Wednesday, March 12, 2008

More Farm Life in the '40s


Jay Mills - 12 March 2008 Volcan, Panama

One of the big events on the farm in the early 1940s was the grain harvest that involved a “threshing machine”. *Always spelled ‘threshing’, although ‘thrashing’ makes more sense to me. This was in “olden times” before combines that now take grain from standing in the field to bushels of grain in one continuous operation.

The threshing machine was a huge machine, maybe 6 feet wide by 30 feet long. They had large iron wheels, or sometimes rubber tires, and were pulled to the field by a team of mules or a tractor. Once in place it was powered by a long, wide power belt from a small power “pulley” on the side of a tractor. Originally a threshing machine would have been powered by a steam engine, but we lived in “modern times” with gasoline power.

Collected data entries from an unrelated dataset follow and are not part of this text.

// Copyright (c) 2024-2026 Martin Schröder <info@swedishembedded.com>
//
// SPDX-License-Identifier: Apache-2.0
//! Tool Registry & Executor: adapts this crate's built-in tools onto the
//! spec-level message model ([`ToolUsageMessage`] in, [`ToolResultMessage`]
//! out).
use std::collections::HashMap;
use std::sync::Arc;

use async_trait::async_trait;
use chrono::Utc;

use agentcore_model::message::{Metadata, ToolResultMessage, ToolUsageMessage};
use agentcore_model::tool::Tool as ToolSchema;

/// One executable tool implementation. Distinct from [`agentcore_model::tool::Tool`],
/// which is only the wire-facing name/description/parameter schema; this
/// trait is the thing that actually runs.
#[async_trait]
pub trait ToolImplementation: Send + Sync {
    fn schema(&self) -> ToolSchema;

    fn name(&self) -> String {
        self.schema().name
    }

    /// Run the tool. A `Err` here is folded into an error [`ToolResultMessage`]
    /// by the executor — implementations should never panic on bad input.
    async fn call(&self, args: serde_json::Value) -> Result<String, String>;
}

/// Holds every registered tool implementation and turns a [`ToolUsageMessage`]
/// into a [`ToolResultMessage`], per the spec's `execute()` contract: unknown
/// tool, argument-parse failure, and validation failure all become an error
/// result rather than propagating, and any error returned from inside a
/// tool's `call()` is likewise folded into an error result.
#[derive(Default)]
pub struct Executor {
    tools: HashMap<String, Arc<dyn ToolImplementation>>,
}

impl Executor {
    pub fn new() -> Self {
        Self { tools: HashMap::new() }
    }

    pub fn register(&mut self, tool: impl ToolImplementation + 'static) {
        self.tools.insert(tool.name(), Arc::new(tool));
    }

    pub fn schemas(&self) -> Vec<ToolSchema> {
        let mut schemas: Vec<ToolSchema> = self.tools.values().map(|t| t.schema()).collect();
        schemas.sort_by(|a, b| a.name.cmp(&b.name));
        schemas
    }

    pub fn names(&self) -> Vec<String> {
        let mut names: Vec<String> = self.tools.keys().cloned().collect();
        names.sort();
        names
    }

    /// Execute the tool call a [`ToolUsageMessage`] describes, producing the
    /// [`ToolResultMessage`] that follows it in history.
    pub async fn execute(&self, usage: &ToolUsageMessage) -> ToolResultMessage {
        let Some(implementation) = self.tools.get(&usage.tool_name) else {
            return error_result(usage, format!("unknown tool: {}", usage.tool_name));
        };

        let schema = implementation.schema();
        let args = usage.arguments();
        if let Err(e) = schema.validate_args(&args) {
            return error_result(usage, e.to_string());
        }

        match implementation.call(args).await {
            Ok(content) => ToolResultMessage {
                id: format!("{}-result", usage.id),
                author: usage.tool_name.clone(),
                metadata: Metadata::default(),
                pinned: false,
                content,
                name: usage.tool_name.clone(),
                created_at: Utc::now(),
            },
            Err(e) => error_result(usage, e),
        }
    }
}

fn error_result(usage: &ToolUsageMessage, message: String) -> ToolResultMessage {
    ToolResultMessage {
        id: format!("{}-result", usage.id),
        author: usage.tool_name.clone(),
        metadata: Metadata::default(),
        pinned: false,
        content: format!("error: {message}"),
        name: usage.tool_name.clone(),
        created_at: Utc::now(),
    }
}

#[cfg(test)]
mod tests {
    use super::*;
    use agentcore_model::message::Usage;
    use agentcore_model::tool::{ParameterType, ToolParameter};

    struct EchoTool;

    #[async_trait]
    impl ToolImplementation for EchoTool {
        fn schema(&self) -> ToolSchema {
            ToolSchema::new(
                "echo",
                "echoes its input",
                vec![ToolParameter::required("text", ParameterType::String, "text to echo")],
            )
        }

        async fn call(&self, args: serde_json::Value) -> Result<String, String> {
            Ok(args["text"].as_str().unwrap_or_default().to_string())
        }
    }

    struct FailingTool;

    #[async_trait]
    impl ToolImplementation for FailingTool {
        fn schema(&self) -> ToolSchema {
            ToolSchema::new("boom", "always fails", vec![])
        }

        async fn call(&self, _args: serde_json::Value) -> Result<String, String> {
            Err("kaboom".to_string())
        }
    }

    fn usage(tool_name: &str, args_str: &str) -> ToolUsageMessage {
        ToolUsageMessage {
            id: "u1".into(),
            author: "assistant".into(),
            metadata: Metadata::default(),
            pinned: false,
            content: None,
            tool_name: tool_name.into(),
            args_str: args_str.into(),
            usage: Usage::default(),
            created_at: Utc::now(),
        }
    }

    #[tokio::test]
    async fn unknown_tool_produces_error_result() {
        let exec = Executor::new();
        let result = exec.execute(&usage("nope", "{}")).await;
        assert!(result.content.starts_with("error:"));
        assert!(result.content.contains("unknown tool"));
    }

    #[tokio::test]
    async fn missing_required_argument_produces_error_result() {
        let mut exec = Executor::new();
        exec.register(EchoTool);
        let result = exec.execute(&usage("echo", "{}")).await;
        assert!(result.content.starts_with("error:"));
    }

    #[tokio::test]
    async fn successful_call_produces_ok_result() {
        let mut exec = Executor::new();
        exec.register(EchoTool);
        let result = exec.execute(&usage("echo", r#"{"text":"hi"}"#)).await;
        assert_eq!(result.content, "hi");
        assert_eq!(result.name, "echo");
    }

    #[tokio::test]
    async fn implementation_error_is_folded_into_error_result_not_propagated() {
        let mut exec = Executor::new();
        exec.register(FailingTool);
        let result = exec.execute(&usage("boom", "{}")).await;
        assert!(result.content.contains("kaboom"));
    }

    #[tokio::test]
    async fn malformed_args_str_defaults_to_empty_object_and_fails_validation() {
        let mut exec = Executor::new();
        exec.register(EchoTool);
        let result = exec.execute(&usage("echo", "not json")).await;
        assert!(result.content.starts_with("error:"));
    }
}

The grain, wheat or oats, was first cut by a horse or tractor-drawn mower with a long, flat “sickle”. Triangular teeth on the sickle moved past fixed, pointed guards that bunched the stalks. Once the grain stalks were on the ground, they were raked into piles with a horse-drawn rake with large steel tines so that they could be bundled and stacked in “shocks” or teepee like groups. Each shock was then picked up and loaded onto a horse drawn wagon.

Wagon loads of grain stalks with their grain heads, were taken to the threshing machine and fed onto the conveyor belt chute at the front. After a series of oscillating thrashings inside the machine, the separated grain was fed into a large pipe with an auger that delivered it to a waiting wagon, or into bags. The straw came out of a pipe at the back of the machine into a pile to be hauled away.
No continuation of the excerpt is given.